Unravelling the suicide inactivation of tyrosinase: A discrimination between mechanisms

Abstract

The suicide inactivation kinetics of tyrosinase acting on 3-isopropyl-6-methylcatechol, 3-tert-butyl-6-methylcatechol and 3,6-difluorocatechol was studied. All three substrates act as suicide substrates despite the fact that their 3 and 6 positions are occupied, confirming the mechanism proposed in Biochem. J. (2008) 416, 431–440. Although the most active substrate for the suicide inactivation was 3,6-difluorocatechol, its efficiency was much lower than that of the catechol used as reference. Its r value, the number of turnovers made by one mol of enzyme before its inactivation, is the highest described in the bibliography, highlighting the great difference between the catalytic and inactivation constants. A study of the effect of the pH on the enzymatic activity of tyrosinase showed that both 3-isopropyl-6-methylcatechol and 3-tert-butyl-6-methylcatechol behave as typical substrates of tyrosinase, while 3,6-difluorocatechol behaves differently. The remarkable behavior of 3,6-difluorocatechol when reacts with tyrosinase may be due to the fact that its two hydroxyl groups have very low pK values as a result of the strong electron-withdrawing effect of the fluorine atoms in the ortho positions, so that, at pH 7.0, the substrate would be mainly negatively charged.

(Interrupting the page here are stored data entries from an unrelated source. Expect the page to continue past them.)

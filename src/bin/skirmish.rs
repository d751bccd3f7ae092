//! Headless skirmish.
//!
//! Plays a full game with a simple scripted player against the built-in
//! enemy AI and logs it through `tracing`. Usage:
//!
//! ```text
//! RUST_LOG=dino_tactics=debug skirmish [seed]
//! ```

use dino_tactics::{CardKind, Coord, Phase, Responder, SimConfig, Simulation, Stats, Team, UnitId, UnitSpec};

const TICK: f32 = 0.25;
const MAX_TURNS: u32 = 80;

fn main() {
    tracing_subscriber::fmt()
        .with_env_filter(
            tracing_subscriber::EnvFilter::from_default_env().add_directive(tracing::Level::INFO.into()),
        )
        .with_writer(std::io::stderr)
        .init();

    let seed = std::env::args().nth(1).and_then(|s| s.parse().ok()).unwrap_or(42);
    let mut sim = Simulation::new(SimConfig::default().with_seed(seed));

    sim.spawn_unit(UnitSpec::new("T-Rex", Team::Player), Coord::new(2, 1));
    sim.spawn_unit(
        UnitSpec::new("Triceratops", Team::Player).with_stats(Stats::default().with_defense(8).with_move_range(2)),
        Coord::new(5, 1),
    );
    sim.spawn_unit(UnitSpec::new("Raptor", Team::Enemy), Coord::new(3, 10));
    sim.spawn_unit(
        UnitSpec::new("Spinosaurus", Team::Enemy).with_stats(Stats::default().with_attack_power(25)),
        Coord::new(8, 10),
    );

    sim.set_presentation_ready(true);
    sim.request_start();
    tracing::info!(seed, "skirmish started");

    while sim.state().turn_number < MAX_TURNS {
        match sim.phase() {
            Phase::PlayerTurn => play_turn(&mut sim),
            Phase::EnemyTurn => answer_or_wait(&mut sim),
            Phase::Setup => sim.tick(TICK),
            Phase::GameOver => break,
        }
        for event in sim.drain_events() {
            tracing::debug!(?event, "event");
        }
        if Team::ALL.into_iter().any(|team| sim.is_roster_empty(team)) {
            sim.end_game();
        }
    }

    let winner = if sim.is_roster_empty(Team::Enemy) {
        "player"
    } else if sim.is_roster_empty(Team::Player) {
        "enemy"
    } else {
        "nobody"
    };
    let census = sim.card_census();
    tracing::info!(
        winner,
        turns = sim.state().turn_number,
        actions = sim.history().len(),
        reshuffles = sim.state().deck.reshuffle_count(),
        cards = census.total(),
        "skirmish over"
    );
}

/// Every player unit closes in and attacks when it can, then the turn ends.
fn play_turn(sim: &mut Simulation) {
    let roster: Vec<UnitId> = sim.state().battlefield.roster(Team::Player).to_vec();

    for unit in roster {
        if sim.select_unit(unit).is_err() {
            continue;
        }
        if !try_attack(sim, unit) {
            if let Some(tile) = best_step(sim, unit) {
                if sim.on_cell_clicked(tile).is_ok() {
                    settle(sim);
                }
            }
            try_attack(sim, unit);
        }
        if sim.is_roster_empty(Team::Enemy) {
            return;
        }
    }

    if let Err(rejection) = sim.end_player_turn() {
        tracing::warn!(%rejection, "could not end turn");
    }
}

fn try_attack(sim: &mut Simulation, unit: UnitId) -> bool {
    let Some(card) = sim.state().hands[Team::Player].first_of(CardKind::Attack) else {
        return false;
    };
    let Some(target) = sim.state().battlefield.nearest_opponent(unit) else {
        return false;
    };
    let Some(position) = sim.state().battlefield.unit(target).map(|u| u.position()) else {
        return false;
    };

    if sim.select_unit(unit).is_err() || sim.play_card(card).is_err() {
        return false;
    }
    if sim.on_cell_clicked(position).is_err() {
        let _ = sim.cancel_card_mode();
        return false;
    }
    settle(sim);
    true
}

/// Movable tile closest to the nearest enemy.
fn best_step(sim: &Simulation, unit: UnitId) -> Option<Coord> {
    let target = sim.state().battlefield.nearest_opponent(unit)?;
    let goal = sim.state().battlefield.unit(target)?.position();
    sim.movable_tiles()
        .iter()
        .copied()
        .min_by_key(|&c| (c.manhattan(goal), c))
}

/// Tick until no movement or reaction is in flight.
fn settle(sim: &mut Simulation) {
    while sim.is_busy() {
        sim.tick(TICK);
    }
}

/// Block big hits with a Defend card, take small ones.
fn answer_or_wait(sim: &mut Simulation) {
    let Some(pending) = sim.pending_reaction().copied() else {
        sim.tick(TICK);
        return;
    };
    if pending.responder != Responder::Player {
        sim.tick(TICK);
        return;
    }

    let defend = sim.state().hands[Team::Player].first_of(CardKind::Defend);
    let result = match defend {
        Some(card) if pending.pending_damage >= 15 => sim.respond_to_reaction(card),
        _ => sim.decline_reaction(),
    };
    if let Err(rejection) = result {
        tracing::warn!(%rejection, "reaction answer refused");
    }
}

The apparent Michaelis constant shows a minimum value at pH 6.0, but increases at both high and low pH. However, the values of the catalytic constant and maximum apparent inactivation constant do not vary with the pH, so that the r remains practically constant. Under anaerobic conditions, 3,6-difluorocatechol acts as an irreversible inhibitor of the deoxy- and met-tyrosinase forms.